- 2044 average year by which FTSE 100 companies plan to reach Net Zero, 6 years ahead of the UK government’s 2050 goal
- Plans creating substantial demand for ever more carbon efficient commercial property creating opportunities for commercial landlords and developers
82% of FTSE 100 companies have now committed to achieving ‘Net Zero’ emissions by 2050*, shows research by Boodle Hatfield, a leading private wealth law firm.
At the time of COP26 in November of last year only 60 FTSE-100 companies had signed up to achieve ‘Net Zero’ by 2050.
On average those 82 FTSE 100 companies aim to be Net Zero (Scope 3) by 2044 -putting them on track to be ‘Net Zero’ six years before the UK Government’s 2050 target.
Boodle Hatfield says that from FTSE 100 corporates to family businesses many companies are responding extremely positively to the challenge to reduce their carbon footprint. That push towards ‘Net Zero’ is creating opportunities for commercial landlords and operators of ‘green properties’ that companies increasingly want to occupy.
Sophie Henwood, Senior Associate at Boodle Hatfield says: “As businesses accelerate their plans for achieving Net Zero it is driving demand for ever more energy efficient buildings with a smaller and smaller carbon footprint.”
Sophie Henwood says that her commercial real estate team is also increasingly advising commercial landlords and their tenants on ‘green leases’. These are leases which contain contractual clauses requiring tenants and landlords to undertake responsibilities with regards to the sustainable occupation of the building. Examples include energy, water and waste efficiency measures, recycling performance requirements and data sharing.
Companies that want to improve their environmental impact will be looking for premises that are energy efficient with green energy supplies set up.
Katherine Worrall, Associate at Boodle Hatfield says: “The push to Net Zero has led to a real noticeable demand in the most energy efficient buildings. For a new corporate headquarters it used to be a “nice to have” now a low carbon footprint is moving towards a “must have”.”
“Smaller companies may want to look at what the FTSE 100 companies are doing in this area and decide whether they want to benchmark themselves against their bigger peers.”
71 FTSE 100 companies now report their full emissions – these companies are responsible for an estimated combined 3 billion tons of CO2e (tons of carbon dioxide equivalent) every year. This works out at an average of 41 million tons produced by each company. By comparison, the average Briton is currently responsible for about 6.3 tons of CO2e every year**.
Katherine Worrall says: “‘Net Zero’ initiatives are creating commercial opportunities for landlords and operators. Studies have shown low carbon commercial properties attract both higher rents and higher occupancy rates than less energy efficient properties.”

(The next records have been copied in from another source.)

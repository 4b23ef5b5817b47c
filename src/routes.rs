use std::sync::Arc;

use axum::{
    Json, Router,
    extract::{
        Path, Query, State,
        rejection::{JsonRejection, PathRejection, QueryRejection},
    },
    http::StatusCode,
    routing::get,
};
use serde_json::{Value, json};

use crate::{
    AppState,
    error::{AppError, AppResult},
    models::{ListQuery, MovieCreate, MovieDetail, MovieListResponse, MovieUpdate},
    pagination::PageRequest,
};

pub fn router(state: Arc<AppState>) -> Router {
    let movies = Router::new()
        .route("/movies", get(list_movies).post(create_movie))
        .route("/movies/", get(list_movies).post(create_movie))
        .route("/movies/{id}", get(get_movie).patch(update_movie).delete(delete_movie))
        .route("/movies/{id}/", get(get_movie).patch(update_movie).delete(delete_movie));

    let api = if state.config.api_prefix.is_empty() {
        movies
    } else {
        Router::new().nest(&state.config.api_prefix, movies)
    };

    Router::new().route("/health", get(health)).merge(api).with_state(state)
}

fn invalid_request(err: impl std::fmt::Display) -> AppError {
    tracing::debug!(error = %err, "rejected request");
    AppError::invalid_input("Invalid input data.")
}

pub async fn health(State(state): State<Arc<AppState>>) -> AppResult<Json<Value>> {
    state.movies.db().ping().await?;
    Ok(Json(json!({ "status": "ok" })))
}

pub async fn list_movies(
    State(state): State<Arc<AppState>>,
    query: Result<Query<ListQuery>, QueryRejection>,
) -> AppResult<Json<MovieListResponse>> {
    let Query(q) = query.map_err(invalid_request)?;
    let req = PageRequest::new(q.page, q.per_page)?;
    Ok(Json(state.movies.list(req).await?))
}

pub async fn get_movie(
    State(state): State<Arc<AppState>>,
    id: Result<Path<i32>, PathRejection>,
) -> AppResult<Json<MovieDetail>> {
    let Path(id) = id.map_err(invalid_request)?;
    Ok(Json(state.movies.get(id).await?))
}

pub async fn create_movie(
    State(state): State<Arc<AppState>>,
    payload: Result<Json<MovieCreate>, JsonRejection>,
) -> AppResult<(StatusCode, Json<MovieDetail>)> {
    let Json(input) = payload.map_err(invalid_request)?;
    let movie = state.movies.create(input).await?;
    Ok((StatusCode::CREATED, Json(movie)))
}

pub async fn update_movie(
    State(state): State<Arc<AppState>>,
    id: Result<Path<i32>, PathRejection>,
    payload: Result<Json<MovieUpdate>, JsonRejection>,
) -> AppResult<Json<MovieDetail>> {
    let Path(id) = id.map_err(invalid_request)?;
    let Json(patch) = payload.map_err(invalid_request)?;
    Ok(Json(state.movies.update(id, patch).await?))
}

pub async fn delete_movie(
    State(state): State<Arc<AppState>>,
    id: Result<Path<i32>, PathRejection>,
) -> AppResult<StatusCode> {
    let Path(id) = id.map_err(invalid_request)?;
    state.movies.delete(id).await?;
    Ok(StatusCode::NO_CONTENT)
}

#[cfg(test)]
mod tests {
    use axum::{
        body::Body,
        http::{Method, Request, Response},
    };
    use tower::ServiceExt;

    use super::*;
    use crate::{config::Config, db, service::MovieService};

    const PREFIX: &str = "/api/v1/theater";

    async fn app() -> Router {
        let config = Config {
            addr: "127.0.0.1:0".parse().unwrap(),
            database_url: "sqlite::memory:".to_string(),
            db_max_connections: 1,
            api_prefix: PREFIX.to_string(),
            seed_csv: None,
        };
        let db = db::memory().await;
        let movies = MovieService::new(db, format!("{PREFIX}/movies/"));
        router(Arc::new(AppState { config: Arc::new(config), movies }))
    }

    async fn send(app: &Router, method: Method, uri: &str, body: Option<Value>) -> Response<Body> {
        let builder = Request::builder().method(method).uri(uri);
        let request = match body {
            Some(body) => builder
                .header("content-type", "application/json")
                .body(Body::from(body.to_string()))
                .unwrap(),
            None => builder.body(Body::empty()).unwrap(),
        };
        app.clone().oneshot(request).await.unwrap()
    }

    async fn json_body(resp: Response<Body>) -> Value {
        let bytes = axum::body::to_bytes(resp.into_body(), usize::MAX).await.unwrap();
        serde_json::from_slice(&bytes).unwrap()
    }

    fn movie(name: &str) -> Value {
        json!({
            "name": name,
            "release_date": "1999-03-31",
            "status": "Released",
            "score": 87.5,
            "overview": "A hacker learns the truth.",
            "budget": 63000000.0,
            "revenue": 467222728.0,
            "country": "USA",
            "genres": ["Action", "Sci-Fi"],
            "actors": ["Keanu Reeves", "Carrie-Anne Moss"],
            "languages": ["English"]
        })
    }

    #[tokio::test]
    async fn create_get_round_trip() {
        let app = app().await;

        let resp = send(&app, Method::POST, "/api/v1/theater/movies/", Some(movie("The Matrix"))).await;
        assert_eq!(resp.status(), StatusCode::CREATED);
        let created = json_body(resp).await;
        let id = created["id"].as_i64().unwrap();

        let resp = send(&app, Method::GET, &format!("/api/v1/theater/movies/{id}/"), None).await;
        assert_eq!(resp.status(), StatusCode::OK);
        let fetched = json_body(resp).await;

        assert_eq!(fetched, created);
        assert_eq!(fetched["name"], "The Matrix");
        assert_eq!(fetched["date"], "1999-03-31");
        assert_eq!(fetched["score"], 87.5);
        assert_eq!(fetched["status"], "Released");
        assert_eq!(fetched["overview"], "A hacker learns the truth.");
        assert_eq!(fetched["budget"], 63000000.0);
        assert_eq!(fetched["country"]["code"], "USA");
        assert_eq!(fetched["languages"][0]["name"], "English");
        assert_eq!(fetched["genres"].as_array().unwrap().len(), 2);
        assert_eq!(fetched["actors"].as_array().unwrap().len(), 2);
    }

    #[tokio::test]
    async fn duplicate_create_is_409() {
        let app = app().await;
        send(&app, Method::POST, "/api/v1/theater/movies/", Some(movie("The Matrix"))).await;

        let resp = send(&app, Method::POST, "/api/v1/theater/movies/", Some(movie("The Matrix"))).await;
        assert_eq!(resp.status(), StatusCode::CONFLICT);
        let body = json_body(resp).await;
        assert_eq!(body["error"], "conflict");
        assert!(body["detail"].as_str().unwrap().contains("The Matrix"));
    }

    #[tokio::test]
    async fn invalid_payloads_are_400() {
        let app = app().await;

        let mut bad_score = movie("Bad Score");
        bad_score["score"] = json!(101);
        let resp = send(&app, Method::POST, "/api/v1/theater/movies/", Some(bad_score)).await;
        assert_eq!(resp.status(), StatusCode::BAD_REQUEST);
        assert_eq!(json_body(resp).await["error"], "invalid_input");

        let mut bad_date = movie("Far Future");
        bad_date["release_date"] = json!("2999-01-01");
        let resp = send(&app, Method::POST, "/api/v1/theater/movies/", Some(bad_date)).await;
        assert_eq!(resp.status(), StatusCode::BAD_REQUEST);

        let resp =
            send(&app, Method::POST, "/api/v1/theater/movies/", Some(json!({ "name": "No date" })))
                .await;
        assert_eq!(resp.status(), StatusCode::BAD_REQUEST);
        assert_eq!(json_body(resp).await["detail"], "Invalid input data.");

        let resp = send(&app, Method::GET, "/api/v1/theater/movies/abc/", None).await;
        assert_eq!(resp.status(), StatusCode::BAD_REQUEST);
    }

    #[tokio::test]
    async fn patch_updates_and_validates() {
        let app = app().await;
        let created =
            json_body(send(&app, Method::POST, "/api/v1/theater/movies/", Some(movie("The Matrix"))).await)
                .await;
        let uri = format!("/api/v1/theater/movies/{}/", created["id"]);

        let resp = send(&app, Method::PATCH, &uri, Some(json!({ "score": 150 }))).await;
        assert_eq!(resp.status(), StatusCode::BAD_REQUEST);

        let resp = send(
            &app,
            Method::PATCH,
            &uri,
            Some(json!({ "score": 90, "budget": null, "genres": ["Cyberpunk"] })),
        )
        .await;
        assert_eq!(resp.status(), StatusCode::OK);
        let updated = json_body(resp).await;
        assert_eq!(updated["score"], 90.0);
        assert!(updated["budget"].is_null());
        assert_eq!(updated["revenue"], created["revenue"]);
        assert_eq!(updated["genres"], json!([{ "id": 3, "name": "Cyberpunk" }]));
        assert_eq!(updated["actors"], created["actors"]);

        let resp =
            send(&app, Method::PATCH, "/api/v1/theater/movies/999/", Some(json!({ "score": 1 }))).await;
        assert_eq!(resp.status(), StatusCode::NOT_FOUND);
    }

    #[tokio::test]
    async fn delete_is_204_then_404() {
        let app = app().await;
        let created =
            json_body(send(&app, Method::POST, "/api/v1/theater/movies/", Some(movie("The Matrix"))).await)
                .await;
        let uri = format!("/api/v1/theater/movies/{}/", created["id"]);

        let resp = send(&app, Method::DELETE, &uri, None).await;
        assert_eq!(resp.status(), StatusCode::NO_CONTENT);
        let bytes = axum::body::to_bytes(resp.into_body(), usize::MAX).await.unwrap();
        assert!(bytes.is_empty());

        assert_eq!(send(&app, Method::GET, &uri, None).await.status(), StatusCode::NOT_FOUND);
        assert_eq!(send(&app, Method::DELETE, &uri, None).await.status(), StatusCode::NOT_FOUND);
    }

    #[tokio::test]
    async fn listing_contract() {
        let app = app().await;

        let resp = send(&app, Method::GET, "/api/v1/theater/movies/", None).await;
        assert_eq!(resp.status(), StatusCode::OK);
        let empty = json_body(resp).await;
        assert_eq!(
            empty,
            json!({
                "movies": [],
                "prev_page": null,
                "next_page": null,
                "total_pages": 0,
                "total_items": 0
            })
        );

        for i in 0..3 {
            send(&app, Method::POST, "/api/v1/theater/movies/", Some(movie(&format!("Matrix {i}"))))
                .await;
        }

        let resp =
            send(&app, Method::GET, "/api/v1/theater/movies/?page=2&per_page=2", None).await;
        assert_eq!(resp.status(), StatusCode::OK);
        let page = json_body(resp).await;
        assert_eq!(page["total_items"], 3);
        assert_eq!(page["total_pages"], 2);
        assert_eq!(page["prev_page"], "/api/v1/theater/movies/?page=1&per_page=2");
        assert!(page["next_page"].is_null());
        let movies = page["movies"].as_array().unwrap();
        assert_eq!(movies.len(), 1);
        assert_eq!(movies[0]["name"], "Matrix 0");
        assert!(movies[0].get("genres").is_none());

        let resp =
            send(&app, Method::GET, "/api/v1/theater/movies/?page=3&per_page=2", None).await;
        assert_eq!(resp.status(), StatusCode::NOT_FOUND);

        let resp = send(&app, Method::GET, "/api/v1/theater/movies/?per_page=21", None).await;
        assert_eq!(resp.status(), StatusCode::BAD_REQUEST);
        let resp = send(&app, Method::GET, "/api/v1/theater/movies/?page=0", None).await;
        assert_eq!(resp.status(), StatusCode::BAD_REQUEST);
        let resp = send(&app, Method::GET, "/api/v1/theater/movies/?page=x", None).await;
        assert_eq!(resp.status(), StatusCode::BAD_REQUEST);
    }

    #[tokio::test]
    async fn health_pings_the_database() {
        let app = app().await;
        let resp = send(&app, Method::GET, "/health", None).await;
        assert_eq!(resp.status(), StatusCode::OK);
        assert_eq!(json_body(resp).await, json!({ "status": "ok" }));
    }
}
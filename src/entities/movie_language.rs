use sea_orm::{Set, entity::prelude::*};

use super::MovieLink;

#[derive(Clone, Debug, PartialEq, Eq, DeriveEntityModel)]
#[sea_orm(table_name = "movies_languages")]
pub struct Model {
    #[sea_orm(primary_key, auto_increment = false)]
    pub movie_id: i32,
    #[sea_orm(primary_key, auto_increment = false)]
    pub language_id: i32,
}

#[derive(Copy, Clone, Debug, EnumIter, DeriveRelation)]
pub enum Relation {
    #[sea_orm(
        belongs_to = "super::movie::Entity",
        from = "Column::MovieId",
        to = "super::movie::Column::Id",
        on_delete = "Cascade"
    )]
    Movie,
    #[sea_orm(
        belongs_to = "super::language::Entity",
        from = "Column::LanguageId",
        to = "super::language::Column::Id",
        on_delete = "Cascade"
    )]
    Language,
}

impl ActiveModelBehavior for ActiveModel {}

impl MovieLink for Entity {
    type Tag = super::language::Entity;

    fn movie_column() -> Column {
        Column::MovieId
    }

    fn tag_id(model: &Model) -> i32 {
        model.language_id
    }

    fn link(movie_id: i32, tag_id: i32) -> ActiveModel {
        ActiveModel { movie_id: Set(movie_id), language_id: Set(tag_id) }
    }
}
//! Tickler Core - Recurrence Engine and Domain Model
//!
//! Pure, synchronous calendar computation: recurrence rules, the
//! visibility policy, and the calendar helpers they share. No I/O, no
//! clock access; every evaluation takes an explicit reference date.

pub mod calendar;
pub mod error;
pub mod frequency;
pub mod reminder;

pub use calendar::{days_in_month, easter, is_leap_year, nth_weekday_of_month};
pub use calendar::{EasterTable, Month, Weekday};
pub use error::{CoreError, Result};
pub use frequency::Frequency;
pub use reminder::{Category, Reminder};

2044 is average year by which FTSE100 companies pledge to be Net Zero
In order for a company to be ‘Net Zero’ it must achieve neutrality across the three scopes of emissions. These emissions scopes are divided into a company’s own operations (Scope 1), the indirect emissions generated from the energy they use (Scope 2) and across their value chain (Scope 3).
Of the 51 FTSE 100 companies which disclose their Scope 1 goals, the average year by which they aim to achieve ‘Net Zero’ status is 2032. For the 29 companies with Scope 2 ‘Net Zero’ goals, the average year is 2031.
*Analysis of Annual Reports and Sustainability Reports of FTSE 100 companies. Scope 3 i.e. including carbon emissions from their supply chain and broader value chain
** The calculation is derived from dividing total UK territorial emissions in 2021 (Gov.uk) by the UK population (ONS, 2020)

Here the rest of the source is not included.